When it comes to the desired traits, Navabi says, the biotics stand out as a moving target because they keep evolving, as in the case of anthracnose and common bacterial blight – major diseases that
attack bean crops in Ontario – reducing yield and quality.
According to Navabi, the technique of targeting common blight resistance began in the 1980s. “It’s very common in the new navy bean varieties now to have resistant to common bacterial blight, but in other classes, we still have a ways to go,” he says.
Common bacterial blight resistance became available first in OAX Rex, released by the University of Guelph back in 2000. This was followed by a second variety, Rexeter, in 2007-08.

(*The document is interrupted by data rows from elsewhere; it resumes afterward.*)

//! Application configuration loaded from environment variables.

use std::time::Duration;

use checkout::{CheckoutConfig, RetryConfig};

/// Log output format selected with `LOG_FORMAT`.
#[derive(Debug, Clone, Copy, PartialEq, Eq, Default)]
pub enum LogFormat {
    #[default]
    Text,
    Json,
}

/// Server configuration with sensible defaults.
///
/// Reads from environment variables:
/// - `HOST` — bind address (default: `"0.0.0.0"`)
/// - `PORT` — listen port (default: `3003`)
/// - `RUST_LOG` — tracing filter directive (default: `"info"`)
/// - `LOG_FORMAT` — `text` or `json` (default: `text`)
/// - `INSTANCE_ID` — reported by `/health` (default: `"local"`)
/// - `DATABASE_URL` — Postgres connection; unset keeps everything in memory
/// - `CART_SERVICE_URL`, `PRODUCT_SERVICE_URL` — collaborator base URLs;
///   unset means direct Postgres access when a database is configured, or
///   in-memory services otherwise
/// - `CALL_TIMEOUT_MS` — deadline per collaborator call (default: `5000`)
/// - `PAYMENT_LATENCY_MS` — simulated gateway latency (default: `1000`)
/// - `FULFILLMENT_MAX_ATTEMPTS`, `FULFILLMENT_BASE_DELAY_MS`,
///   `FULFILLMENT_MAX_DELAY_MS` — side-effect retry policy
///   (defaults: `3`, `100`, `5000`)
/// - `SHUTDOWN_GRACE_MS` — how long shutdown waits for background
///   fulfillment before logging it as interrupted (default: `10000`)
#[derive(Debug, Clone, PartialEq)]
pub struct Config {
    pub host: String,
    pub port: u16,
    pub log_level: String,
    pub log_format: LogFormat,
    pub instance_id: String,
    pub database_url: Option<String>,
    pub cart_service_url: Option<String>,
    pub product_service_url: Option<String>,
    pub call_timeout: Duration,
    pub payment_latency: Duration,
    pub fulfillment_max_attempts: u32,
    pub fulfillment_base_delay: Duration,
    pub fulfillment_max_delay: Duration,
    pub shutdown_grace: Duration,
}

impl Config {
    /// Loads configuration from environment variables, falling back to defaults.
    pub fn from_env() -> Self {
        Self::from_lookup(|key| std::env::var(key).ok())
    }

    /// Loads configuration through `lookup`, falling back to defaults for
    /// missing or unparseable values.
    pub fn from_lookup(lookup: impl Fn(&str) -> Option<String>) -> Self {
        let defaults = Self::default();
        let non_empty = |key: &str| lookup(key).filter(|v| !v.trim().is_empty());
        let millis = |key: &str, default: Duration| {
            non_empty(key)
                .and_then(|v| v.trim().parse::<u64>().ok())
                .map(Duration::from_millis)
                .unwrap_or(default)
        };

        Self {
            host: non_empty("HOST").unwrap_or(defaults.host),
            port: non_empty("PORT")
                .and_then(|p| p.trim().parse().ok())
                .unwrap_or(defaults.port),
            log_level: non_empty("RUST_LOG").unwrap_or(defaults.log_level),
            log_format: match non_empty("LOG_FORMAT").as_deref().map(str::trim) {
                Some(f) if f.eq_ignore_ascii_case("json") => LogFormat::Json,
                _ => LogFormat::Text,
            },
            instance_id: non_empty("INSTANCE_ID").unwrap_or(defaults.instance_id),
            database_url: non_empty("DATABASE_URL"),
            cart_service_url: non_empty("CART_SERVICE_URL"),
            product_service_url: non_empty("PRODUCT_SERVICE_URL"),
            call_timeout: millis("CALL_TIMEOUT_MS", defaults.call_timeout),
            payment_latency: millis("PAYMENT_LATENCY_MS", defaults.payment_latency),
            fulfillment_max_attempts: non_empty("FULFILLMENT_MAX_ATTEMPTS")
                .and_then(|v| v.trim().parse().ok())
                .unwrap_or(defaults.fulfillment_max_attempts),
            fulfillment_base_delay: millis(
                "FULFILLMENT_BASE_DELAY_MS",
                defaults.fulfillment_base_delay,
            ),
            fulfillment_max_delay: millis("FULFILLMENT_MAX_DELAY_MS", defaults.fulfillment_max_delay),
            shutdown_grace: millis("SHUTDOWN_GRACE_MS", defaults.shutdown_grace),
        }
    }

    /// Returns the `"host:port"` bind address string.
    pub fn addr(&self) -> String {
        format!("{}:{}", self.host, self.port)
    }

    /// Settings handed to the checkout coordinator.
    pub fn checkout(&self) -> CheckoutConfig {
        CheckoutConfig {
            call_timeout: self.call_timeout,
            fulfillment_retry: RetryConfig {
                max_attempts: self.fulfillment_max_attempts.max(1),
                base_delay: self.fulfillment_base_delay,
                max_delay: self.fulfillment_max_delay,
                ..RetryConfig::default()
            },
        }
    }
}

impl Default for Config {
    fn default() -> Self {
        Self {
            host: "0.0.0.0".to_string(),
            port: 3003,
            log_level: "info".to_string(),
            log_format: LogFormat::Text,
            instance_id: "local".to_string(),
            database_url: None,
            cart_service_url: None,
            product_service_url: None,
            call_timeout: Duration::from_secs(5),
            payment_latency: Duration::from_millis(1000),
            fulfillment_max_attempts: 3,
            fulfillment_base_delay: Duration::from_millis(100),
            fulfillment_max_delay: Duration::from_secs(5),
            shutdown_grace: Duration::from_secs(10),
        }
    }
}
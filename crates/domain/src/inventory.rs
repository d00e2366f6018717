//! Stock levels reported by the inventory collaborator.

use common::ProductId;
use serde::{Deserialize, Serialize};

/// Product stock as returned after a decrement.
#[derive(Debug, Clone, PartialEq, Eq, Serialize, Deserialize)]
pub struct ProductStock {
    pub product_id: ProductId,
    pub name: Option<String>,
    pub stock: i64,
}

/// A request to take `quantity` units of a product out of stock.
#[derive(Debug, Clone, Copy, PartialEq, Eq, Serialize, Deserialize)]
pub struct StockAdjustment {
    pub product_id: ProductId,
    pub quantity: u32,
}

impl StockAdjustment {
    pub fn new(product_id: ProductId, quantity: u32) -> Self {
        Self {
            product_id,
            quantity,
        }
    }
}
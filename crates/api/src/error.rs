//! API error types with HTTP response mapping.

use axum::http::StatusCode;
use axum::response::{IntoResponse, Response};
use checkout::{CheckoutError, QueryError};

/// API-level error type that maps to HTTP responses.
#[derive(Debug)]
pub enum ApiError {
    /// Bad request from the client.
    BadRequest(String),
    /// Checkout aborted before the order was committed.
    Checkout(CheckoutError),
    /// Read path error.
    Query(QueryError),
    /// Internal server error.
    Internal(String),
}

impl IntoResponse for ApiError {
    fn into_response(self) -> Response {
        let (status, message) = match self {
            ApiError::BadRequest(msg) => (StatusCode::BAD_REQUEST, msg),
            ApiError::Checkout(err) => checkout_error_to_response(err),
            ApiError::Query(err) => query_error_to_response(err),
            ApiError::Internal(msg) => {
                tracing::error!(error = %msg, "internal server error");
                (StatusCode::INTERNAL_SERVER_ERROR, msg)
            }
        };

        let body = serde_json::json!({ "error": message });
        (status, axum::Json(body)).into_response()
    }
}

fn checkout_error_to_response(err: CheckoutError) -> (StatusCode, String) {
    let status = match &err {
        CheckoutError::EmptyCart { .. } | CheckoutError::InvalidCart(_) => StatusCode::BAD_REQUEST,
        CheckoutError::InsufficientStock { .. } => StatusCode::CONFLICT,
        CheckoutError::PaymentFailed(_) => StatusCode::PAYMENT_REQUIRED,
        CheckoutError::CartUnavailable(_) => StatusCode::SERVICE_UNAVAILABLE,
        CheckoutError::OrderPersistence { .. } => StatusCode::INTERNAL_SERVER_ERROR,
    };
    (status, err.to_string())
}

fn query_error_to_response(err: QueryError) -> (StatusCode, String) {
    match &err {
        QueryError::OrderNotFound(_) => (StatusCode::NOT_FOUND, err.to_string()),
        QueryError::Store(store_err) => {
            tracing::error!(error = %store_err, "order store error");
            (StatusCode::INTERNAL_SERVER_ERROR, "Failed to fetch orders".to_string())
        }
    }
}

impl From<CheckoutError> for ApiError {
    fn from(err: CheckoutError) -> Self {
        ApiError::Checkout(err)
    }
}

impl From<QueryError> for ApiError {
    fn from(err: QueryError) -> Self {
        ApiError::Query(err)
    }
}

#[cfg(test)]
mod tests {
    use common::{OrderId, ProductId, UserId};

    use super::*;

    fn status(err: ApiError) -> StatusCode {
        err.into_response().status()
    }

    #[test]
    fn test_checkout_errors_map_to_documented_statuses() {
        assert_eq!(
            status(CheckoutError::EmptyCart { user_id: UserId::new(1) }.into()),
            StatusCode::BAD_REQUEST
        );
        assert_eq!(
            status(
                CheckoutError::InsufficientStock {
                    product_id: ProductId::new(1),
                    requested: 2,
                    available: 1,
                }
                .into()
            ),
            StatusCode::CONFLICT
        );
        assert_eq!(
            status(CheckoutError::PaymentFailed("declined".to_string()).into()),
            StatusCode::PAYMENT_REQUIRED
        );
        assert_eq!(
            status(
                CheckoutError::CartUnavailable(checkout::ServiceError::unavailable("cart", "down"))
                    .into()
            ),
            StatusCode::SERVICE_UNAVAILABLE
        );
        assert_eq!(
            status(
                CheckoutError::OrderPersistence {
                    transaction_id: "TXN-1".to_string(),
                    refunded: true,
                    reason: "db down".to_string(),
                }
                .into()
            ),
            StatusCode::INTERNAL_SERVER_ERROR
        );
    }

    #[test]
    fn test_missing_order_is_404() {
        assert_eq!(
            status(QueryError::OrderNotFound(OrderId::new(3)).into()),
            StatusCode::NOT_FOUND
        );
        assert_eq!(status(ApiError::BadRequest("bad".into())), StatusCode::BAD_REQUEST);
    }
}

New varieties were released last year, including Mist, a high-yielding variety with high levels of nitrogen fixation (another program objective) and resistance to common bacterial blight, and Apex, another high-yielding, high-quality bean with resistance to common bacterial blight.
In 2003, a new race of anthracnose, Race 73, cropped up in Ontario – a race nearly all navy beans were susceptible to.
“Three years ago, a new research project was initiated on anthracnose, including screening a wide array of bean varieties for resistance to anthracnose, identifying sources of resistance existing in our
material and then advancing our breeding program and developing navy beans resistant to the prevalent race of anthracnose,” says Navabi.
Since 2008, Navabi and his team have been screening materials for resistance to Race 73. In 2012, they released a variety, known as Bolt, which carries high levels of resistance to Race 73 of anthracnose but does not show resistance to common bacterial blight.
“Our challenge now is combining these two disease resistances in the same variety,” says Navabi. “We want a variety that carries resistance to not only common bacterial blight but also to anthracnose, as well as to bean common mosaic virus (i.e., multiple diseases resistance).”
In the Ontario registration system, Navabi and team now have a candidate to be registered as a variety that is resistant to all three of these diseases. “We’re hoping to release it in the near future,” he says. “It has very high yield and high canning quality. This variety has a code name for now and will get a name once it’s registered.”
Other varieties released by the program include Yeti, a white kidney bean, Dynasty, a high-yielding, dark red kidney bean, and Infernal, a light red kidney bean.
In the kidney bean market class, resistance to common bacterial blight is not common.
“Our program has a new line we have in the registration system, which is a dark red kidney bean with moderate resistance to common bacterial blight,” says Navabi.
The program has also begun incorporating other genes of resistance to anthracnose, which is expected to result in more durable resistance to the disease.
Ontario beans have seen a 63 per cent yield increase since 1910, due to improved agronomic practices and varieties.